### PROBLEM REQUIREMENTS:
List each line of the data that holds the string "polling", please.

[Items from a dataset]

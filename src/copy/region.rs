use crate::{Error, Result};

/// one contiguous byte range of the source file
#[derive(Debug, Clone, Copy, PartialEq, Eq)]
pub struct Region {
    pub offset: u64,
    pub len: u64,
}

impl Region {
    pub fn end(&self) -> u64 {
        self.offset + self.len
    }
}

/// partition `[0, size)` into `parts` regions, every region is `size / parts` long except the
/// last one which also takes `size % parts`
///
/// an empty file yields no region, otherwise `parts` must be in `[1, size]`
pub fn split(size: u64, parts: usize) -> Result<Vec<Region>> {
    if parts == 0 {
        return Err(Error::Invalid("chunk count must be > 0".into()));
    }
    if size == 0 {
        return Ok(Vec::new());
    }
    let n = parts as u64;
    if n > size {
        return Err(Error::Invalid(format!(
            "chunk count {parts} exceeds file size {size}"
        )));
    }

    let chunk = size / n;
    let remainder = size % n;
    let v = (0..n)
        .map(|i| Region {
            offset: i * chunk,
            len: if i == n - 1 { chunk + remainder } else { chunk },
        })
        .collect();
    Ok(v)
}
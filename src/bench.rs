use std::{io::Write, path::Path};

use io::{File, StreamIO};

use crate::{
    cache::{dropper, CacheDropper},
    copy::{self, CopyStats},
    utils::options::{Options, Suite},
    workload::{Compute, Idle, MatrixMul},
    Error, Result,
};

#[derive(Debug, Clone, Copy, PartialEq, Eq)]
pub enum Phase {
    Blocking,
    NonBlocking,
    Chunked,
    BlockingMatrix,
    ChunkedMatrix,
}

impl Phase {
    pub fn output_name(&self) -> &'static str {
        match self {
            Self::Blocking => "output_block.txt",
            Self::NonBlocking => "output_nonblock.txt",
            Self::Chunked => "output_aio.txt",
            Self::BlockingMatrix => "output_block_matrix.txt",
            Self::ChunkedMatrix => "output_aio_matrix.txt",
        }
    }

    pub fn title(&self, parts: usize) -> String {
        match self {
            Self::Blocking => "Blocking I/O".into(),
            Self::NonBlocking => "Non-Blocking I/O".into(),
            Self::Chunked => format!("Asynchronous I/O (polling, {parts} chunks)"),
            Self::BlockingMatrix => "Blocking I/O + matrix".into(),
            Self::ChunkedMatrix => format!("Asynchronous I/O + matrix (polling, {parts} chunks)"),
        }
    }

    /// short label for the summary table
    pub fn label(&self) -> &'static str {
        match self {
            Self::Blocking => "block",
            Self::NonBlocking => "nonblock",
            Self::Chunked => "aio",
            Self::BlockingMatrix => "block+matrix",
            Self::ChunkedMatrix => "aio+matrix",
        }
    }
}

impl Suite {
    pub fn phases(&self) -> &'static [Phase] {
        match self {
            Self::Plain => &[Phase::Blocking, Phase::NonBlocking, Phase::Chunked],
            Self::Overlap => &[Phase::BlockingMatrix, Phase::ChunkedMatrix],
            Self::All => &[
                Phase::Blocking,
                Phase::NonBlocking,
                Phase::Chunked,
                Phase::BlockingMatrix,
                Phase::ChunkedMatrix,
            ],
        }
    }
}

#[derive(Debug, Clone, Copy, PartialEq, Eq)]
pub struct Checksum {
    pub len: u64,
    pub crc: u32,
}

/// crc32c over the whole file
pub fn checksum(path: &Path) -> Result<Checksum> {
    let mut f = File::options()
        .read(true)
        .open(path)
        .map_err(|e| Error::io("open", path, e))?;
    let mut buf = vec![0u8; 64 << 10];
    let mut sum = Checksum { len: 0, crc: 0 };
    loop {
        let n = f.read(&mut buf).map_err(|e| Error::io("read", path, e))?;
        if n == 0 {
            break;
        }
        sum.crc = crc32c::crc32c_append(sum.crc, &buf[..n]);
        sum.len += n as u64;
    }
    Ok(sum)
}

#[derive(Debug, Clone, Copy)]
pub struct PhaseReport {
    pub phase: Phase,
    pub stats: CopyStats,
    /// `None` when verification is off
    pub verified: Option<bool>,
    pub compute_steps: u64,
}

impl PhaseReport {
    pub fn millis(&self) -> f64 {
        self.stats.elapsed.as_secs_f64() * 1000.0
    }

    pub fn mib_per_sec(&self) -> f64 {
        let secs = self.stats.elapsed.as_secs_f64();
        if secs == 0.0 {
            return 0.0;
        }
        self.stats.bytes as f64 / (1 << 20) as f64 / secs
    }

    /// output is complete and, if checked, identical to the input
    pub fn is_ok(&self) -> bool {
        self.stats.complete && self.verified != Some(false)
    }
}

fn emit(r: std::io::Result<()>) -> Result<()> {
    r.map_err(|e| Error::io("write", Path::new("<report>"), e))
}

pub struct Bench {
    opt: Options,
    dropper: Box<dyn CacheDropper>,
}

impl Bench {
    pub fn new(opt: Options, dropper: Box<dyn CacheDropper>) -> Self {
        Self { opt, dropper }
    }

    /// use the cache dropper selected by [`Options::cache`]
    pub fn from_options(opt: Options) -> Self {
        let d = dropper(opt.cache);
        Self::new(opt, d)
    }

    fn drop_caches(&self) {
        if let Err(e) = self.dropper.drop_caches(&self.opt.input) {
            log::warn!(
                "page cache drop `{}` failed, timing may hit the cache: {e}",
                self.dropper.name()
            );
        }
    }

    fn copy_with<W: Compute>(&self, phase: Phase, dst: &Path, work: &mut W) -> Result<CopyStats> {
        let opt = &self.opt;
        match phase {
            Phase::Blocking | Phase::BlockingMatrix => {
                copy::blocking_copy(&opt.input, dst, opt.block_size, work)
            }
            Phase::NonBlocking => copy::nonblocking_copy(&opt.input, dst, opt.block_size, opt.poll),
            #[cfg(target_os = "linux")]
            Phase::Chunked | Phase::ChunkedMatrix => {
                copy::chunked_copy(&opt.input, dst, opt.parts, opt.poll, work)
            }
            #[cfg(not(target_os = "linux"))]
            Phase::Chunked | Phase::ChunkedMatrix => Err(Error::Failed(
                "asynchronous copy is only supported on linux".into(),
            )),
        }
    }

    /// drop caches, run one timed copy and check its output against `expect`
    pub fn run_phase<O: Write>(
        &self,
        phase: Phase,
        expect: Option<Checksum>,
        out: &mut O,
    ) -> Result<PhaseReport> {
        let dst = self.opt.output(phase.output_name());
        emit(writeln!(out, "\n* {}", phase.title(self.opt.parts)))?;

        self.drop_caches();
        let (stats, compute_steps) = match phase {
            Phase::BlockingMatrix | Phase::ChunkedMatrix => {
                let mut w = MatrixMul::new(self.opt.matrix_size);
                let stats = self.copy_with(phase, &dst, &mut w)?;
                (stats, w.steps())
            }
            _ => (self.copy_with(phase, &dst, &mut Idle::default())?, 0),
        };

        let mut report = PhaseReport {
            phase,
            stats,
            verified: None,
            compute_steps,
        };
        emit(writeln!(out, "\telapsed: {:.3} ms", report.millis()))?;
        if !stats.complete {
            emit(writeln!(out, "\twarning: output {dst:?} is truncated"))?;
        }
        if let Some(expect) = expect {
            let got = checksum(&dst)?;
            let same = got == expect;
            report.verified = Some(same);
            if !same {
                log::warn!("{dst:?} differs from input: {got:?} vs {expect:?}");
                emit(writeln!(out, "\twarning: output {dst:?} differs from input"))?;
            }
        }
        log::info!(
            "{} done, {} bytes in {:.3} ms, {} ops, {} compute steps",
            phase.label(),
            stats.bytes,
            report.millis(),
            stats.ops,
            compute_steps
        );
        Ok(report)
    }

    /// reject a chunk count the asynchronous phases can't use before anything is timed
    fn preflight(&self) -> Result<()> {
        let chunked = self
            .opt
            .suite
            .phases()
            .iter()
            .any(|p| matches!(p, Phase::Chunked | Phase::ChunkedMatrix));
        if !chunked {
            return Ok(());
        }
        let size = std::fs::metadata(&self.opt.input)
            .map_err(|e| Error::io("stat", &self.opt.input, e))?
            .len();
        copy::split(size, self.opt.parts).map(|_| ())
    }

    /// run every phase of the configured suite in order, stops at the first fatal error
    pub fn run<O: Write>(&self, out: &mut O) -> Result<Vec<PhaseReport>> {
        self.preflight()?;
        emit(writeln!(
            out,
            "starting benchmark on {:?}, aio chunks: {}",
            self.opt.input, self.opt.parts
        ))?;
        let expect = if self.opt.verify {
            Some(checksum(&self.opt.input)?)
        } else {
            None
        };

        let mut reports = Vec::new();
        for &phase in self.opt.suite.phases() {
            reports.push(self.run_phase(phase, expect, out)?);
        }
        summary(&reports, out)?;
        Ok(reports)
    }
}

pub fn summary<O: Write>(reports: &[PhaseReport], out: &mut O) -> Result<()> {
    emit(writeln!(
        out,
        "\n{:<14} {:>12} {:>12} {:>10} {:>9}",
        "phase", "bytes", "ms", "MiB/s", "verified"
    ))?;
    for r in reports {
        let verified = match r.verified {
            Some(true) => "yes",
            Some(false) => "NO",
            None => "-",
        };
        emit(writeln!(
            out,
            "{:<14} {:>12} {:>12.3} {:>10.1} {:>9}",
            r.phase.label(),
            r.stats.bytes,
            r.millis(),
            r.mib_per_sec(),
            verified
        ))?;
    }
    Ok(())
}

### PROBLEM SOLUTION:
            Self::Chunked => format!("Asynchronous I/O (polling, {parts} chunks)"),
            Self::ChunkedMatrix => format!("Asynchronous I/O + matrix (polling, {parts} chunks)"),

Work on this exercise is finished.